* DESCRIPTION OF THE TASK: What is needed is an exact copy of every record below.

* Saved data entries:
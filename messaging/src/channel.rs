//! In-process channel bus implementation.
//!
//! Routes messages between components of a single process over tokio
//! broadcast channels, one per queue name. Used by the standalone
//! deployment profile and by tests; delivery is at-most-once per
//! subscriber (a publish with no subscribers is dropped).

use std::collections::HashMap;
use std::sync::Arc;

use async_trait::async_trait;
use tokio::sync::{broadcast, RwLock};
use tracing::{debug, error, info};

use crate::{deliver_with_retry, MessageBus, MessageHandler, Result, RetryPolicy};

/// Buffered messages per queue before the oldest is evicted.
const QUEUE_CAPACITY: usize = 256;

/// Process-local message bus backed by broadcast channels.
pub struct ChannelBus {
    queues: RwLock<HashMap<String, broadcast::Sender<Vec<u8>>>>,
    retry: RetryPolicy,
}

impl ChannelBus {
    /// Create a new in-process bus.
    pub fn new(retry: RetryPolicy) -> Self {
        Self {
            queues: RwLock::new(HashMap::new()),
            retry,
        }
    }

    /// Get or create the sender for a queue.
    async fn sender(&self, queue: &str) -> broadcast::Sender<Vec<u8>> {
        if let Some(sender) = self.queues.read().await.get(queue) {
            return sender.clone();
        }

        let mut queues = self.queues.write().await;
        queues
            .entry(queue.to_string())
            .or_insert_with(|| broadcast::channel(QUEUE_CAPACITY).0)
            .clone()
    }
}

impl Default for ChannelBus {
    fn default() -> Self {
        Self::new(RetryPolicy::default())
    }
}

#[async_trait]
impl MessageBus for ChannelBus {
    async fn publish(&self, queue: &str, payload: Vec<u8>) -> Result<()> {
        let sender = self.sender(queue).await;

        match sender.send(payload) {
            Ok(receivers) => {
                debug!(queue = %queue, receivers, "Published message in-process");
            }
            Err(_) => {
                // No subscriber on this queue in this process.
                debug!(queue = %queue, "Published message with no subscribers");
            }
        }

        Ok(())
    }

    async fn subscribe(&self, queue: &str, handler: Arc<dyn MessageHandler>) -> Result<()> {
        let mut receiver = self.sender(queue).await.subscribe();
        let retry = self.retry.clone();
        let queue = queue.to_string();

        info!(queue = %queue, "Subscribed in-process handler");

        tokio::spawn(async move {
            loop {
                match receiver.recv().await {
                    Ok(payload) => {
                        // Failures are already logged by the retry helper;
                        // a message that exhausts its retries is dropped.
                        let _ = deliver_with_retry(&handler, &queue, &payload, &retry).await;
                    }
                    Err(broadcast::error::RecvError::Lagged(skipped)) => {
                        error!(queue = %queue, skipped, "Subscriber lagged, messages dropped");
                    }
                    Err(broadcast::error::RecvError::Closed) => {
                        debug!(queue = %queue, "Queue closed, subscriber exiting");
                        break;
                    }
                }
            }
        });

        Ok(())
    }
}

#[cfg(test)]
mod tests {
    use std::sync::atomic::{AtomicU64, Ordering};
    use std::time::Duration;

    use super::*;
    use crate::BusError;

    struct CountingHandler {
        received: AtomicU64,
    }

    #[async_trait]
    impl MessageHandler for CountingHandler {
        async fn handle(&self, _payload: &[u8]) -> Result<()> {
            self.received.fetch_add(1, Ordering::SeqCst);
            Ok(())
        }
    }

    /// Fails until `failures` attempts have been burned, then succeeds.
    struct FlakyHandler {
        failures: u64,
        attempts: AtomicU64,
    }

    #[async_trait]
    impl MessageHandler for FlakyHandler {
        async fn handle(&self, _payload: &[u8]) -> Result<()> {
            let attempt = self.attempts.fetch_add(1, Ordering::SeqCst);
            if attempt < self.failures {
                Err(BusError::Handler("transient".to_string()))
            } else {
                Ok(())
            }
        }
    }

    async fn wait_for(check: impl Fn() -> bool) -> bool {
        for _ in 0..100 {
            if check() {
                return true;
            }
            tokio::time::sleep(Duration::from_millis(10)).await;
        }
        check()
    }

    #[tokio::test]
    async fn test_publish_delivers_to_subscriber() {
        let bus = ChannelBus::new(RetryPolicy::none());
        let handler = Arc::new(CountingHandler {
            received: AtomicU64::new(0),
        });

        bus.subscribe("test-queue", handler.clone()).await.unwrap();
        bus.publish("test-queue", b"hello".to_vec()).await.unwrap();

        assert!(wait_for(|| handler.received.load(Ordering::SeqCst) == 1).await);
    }

    #[tokio::test]
    async fn test_publish_without_subscriber_is_ok() {
        let bus = ChannelBus::new(RetryPolicy::none());

        let result = bus.publish("empty-queue", b"hello".to_vec()).await;

        assert!(result.is_ok());
    }

    #[tokio::test]
    async fn test_failing_handler_is_retried() {
        let bus = ChannelBus::new(RetryPolicy::fixed(&[10, 10]));
        let handler = Arc::new(FlakyHandler {
            failures: 2,
            attempts: AtomicU64::new(0),
        });

        bus.subscribe("retry-queue", handler.clone()).await.unwrap();
        bus.publish("retry-queue", b"payload".to_vec()).await.unwrap();

        // Two failures, then success on the third attempt.
        assert!(wait_for(|| handler.attempts.load(Ordering::SeqCst) == 3).await);
    }

    #[tokio::test]
    async fn test_subscribers_on_different_queues_are_isolated() {
        let bus = ChannelBus::new(RetryPolicy::none());
        let handler_a = Arc::new(CountingHandler {
            received: AtomicU64::new(0),
        });
        let handler_b = Arc::new(CountingHandler {
            received: AtomicU64::new(0),
        });

        bus.subscribe("queue-a", handler_a.clone()).await.unwrap();
        bus.subscribe("queue-b", handler_b.clone()).await.unwrap();
        bus.publish("queue-a", b"only-a".to_vec()).await.unwrap();

        assert!(wait_for(|| handler_a.received.load(Ordering::SeqCst) == 1).await);
        assert_eq!(handler_b.received.load(Ordering::SeqCst), 0);
    }
}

* TASK SOLUTION:
filename messaging/src/channel.rs
//! In-process channel bus implementation.
//!
//! Routes messages between components of a single process over tokio
//! broadcast channels, one per queue name. Used by the standalone
//! deployment profile and by tests; delivery is at-most-once per
//! subscriber (a publish with no subscribers is dropped).

use std::collections::HashMap;
use std::sync::Arc;

use async_trait::async_trait;
use tokio::sync::{broadcast, RwLock};
use tracing::{debug, error, info};

use crate::{deliver_with_retry, MessageBus, MessageHandler, Result, RetryPolicy};

/// Buffered messages per queue before the oldest is evicted.
const QUEUE_CAPACITY: usize = 256;

/// Process-local message bus backed by broadcast channels.
pub struct ChannelBus {
    queues: RwLock<HashMap<String, broadcast::Sender<Vec<u8>>>>,
    retry: RetryPolicy,
}

impl ChannelBus {
    /// Create a new in-process bus.
    pub fn new(retry: RetryPolicy) -> Self {
        Self {
            queues: RwLock::new(HashMap::new()),
            retry,
        }
    }

    /// Get or create the sender for a queue.
    async fn sender(&self, queue: &str) -> broadcast::Sender<Vec<u8>> {
        if let Some(sender) = self.queues.read().await.get(queue) {
            return sender.clone();
        }

        let mut queues = self.queues.write().await;
        queues
            .entry(queue.to_string())
            .or_insert_with(|| broadcast::channel(QUEUE_CAPACITY).0)
            .clone()
    }
}

impl Default for ChannelBus {
    fn default() -> Self {
        Self::new(RetryPolicy::default())
    }
}

#[async_trait]
impl MessageBus for ChannelBus {
    async fn publish(&self, queue: &str, payload: Vec<u8>) -> Result<()> {
        let sender = self.sender(queue).await;

        match sender.send(payload) {
            Ok(receivers) => {
                debug!(queue = %queue, receivers, "Published message in-process");
            }
            Err(_) => {
                // No subscriber on this queue in this process.
                debug!(queue = %queue, "Published message with no subscribers");
            }
        }

        Ok(())
    }

    async fn subscribe(&self, queue: &str, handler: Arc<dyn MessageHandler>) -> Result<()> {
        let mut receiver = self.sender(queue).await.subscribe();
        let retry = self.retry.clone();
        let queue = queue.to_string();

        info!(queue = %queue, "Subscribed in-process handler");

        tokio::spawn(async move {
            loop {
                match receiver.recv().await {
                    Ok(payload) => {
                        // Failures are already logged by the retry helper;
                        // a message that exhausts its retries is dropped.
                        let _ = deliver_with_retry(&handler, &queue, &payload, &retry).await;
                    }
                    Err(broadcast::error::RecvError::Lagged(skipped)) => {
                        error!(queue = %queue, skipped, "Subscriber lagged, messages dropped");
                    }
                    Err(broadcast::error::RecvError::Closed) => {
                        debug!(queue = %queue, "Queue closed, subscriber exiting");
                        break;
                    }
                }
            }
        });

        Ok(())
    }
}

#[cfg(test)]
mod tests {
    use std::sync::atomic::{AtomicU64, Ordering};
    use std::time::Duration;

    use super::*;
    use crate::BusError;

    struct CountingHandler {
        received: AtomicU64,
    }

    #[async_trait]
    impl MessageHandler for CountingHandler {
        async fn handle(&self, _payload: &[u8]) -> Result<()> {
            self.received.fetch_add(1, Ordering::SeqCst);
            Ok(())
        }
    }

    /// Fails until `failures` attempts have been burned, then succeeds.
    struct FlakyHandler {
        failures: u64,
        attempts: AtomicU64,
    }

    #[async_trait]
    impl MessageHandler for FlakyHandler {
        async fn handle(&self, _payload: &[u8]) -> Result<()> {
            let attempt = self.attempts.fetch_add(1, Ordering::SeqCst);
            if attempt < self.failures {
                Err(BusError::Handler("transient".to_string()))
            } else {
                Ok(())
            }
        }
    }

    async fn wait_for(check: impl Fn() -> bool) -> bool {
        for _ in 0..100 {
            if check() {
                return true;
            }
            tokio::time::sleep(Duration::from_millis(10)).await;
        }
        check()
    }

    #[tokio::test]
    async fn test_publish_delivers_to_subscriber() {
        let bus = ChannelBus::new(RetryPolicy::none());
        let handler = Arc::new(CountingHandler {
            received: AtomicU64::new(0),
        });

        bus.subscribe("test-queue", handler.clone()).await.unwrap();
        bus.publish("test-queue", b"hello".to_vec()).await.unwrap();

        assert!(wait_for(|| handler.received.load(Ordering::SeqCst) == 1).await);
    }

    #[tokio::test]
    async fn test_publish_without_subscriber_is_ok() {
        let bus = ChannelBus::new(RetryPolicy::none());

        let result = bus.publish("empty-queue", b"hello".to_vec()).await;

        assert!(result.is_ok());
    }

    #[tokio::test]
    async fn test_failing_handler_is_retried() {
        let bus = ChannelBus::new(RetryPolicy::fixed(&[10, 10]));
        let handler = Arc::new(FlakyHandler {
            failures: 2,
            attempts: AtomicU64::new(0),
        });

        bus.subscribe("retry-queue", handler.clone()).await.unwrap();
        bus.publish("retry-queue", b"payload".to_vec()).await.unwrap();

        // Two failures, then success on the third attempt.
        assert!(wait_for(|| handler.attempts.load(Ordering::SeqCst) == 3).await);
    }

    #[tokio::test]
    async fn test_subscribers_on_different_queues_are_isolated() {
        let bus = ChannelBus::new(RetryPolicy::none());
        let handler_a = Arc::new(CountingHandler {
            received: AtomicU64::new(0),
        });
        let handler_b = Arc::new(CountingHandler {
            received: AtomicU64::new(0),
        });

        bus.subscribe("queue-a", handler_a.clone()).await.unwrap();
        bus.subscribe("queue-b", handler_b.clone()).await.unwrap();
        bus.publish("queue-a", b"only-a".to_vec()).await.unwrap();

        assert!(wait_for(|| handler_a.received.load(Ordering::SeqCst) == 1).await);
        assert_eq!(handler_b.received.load(Ordering::SeqCst), 0);
    }
}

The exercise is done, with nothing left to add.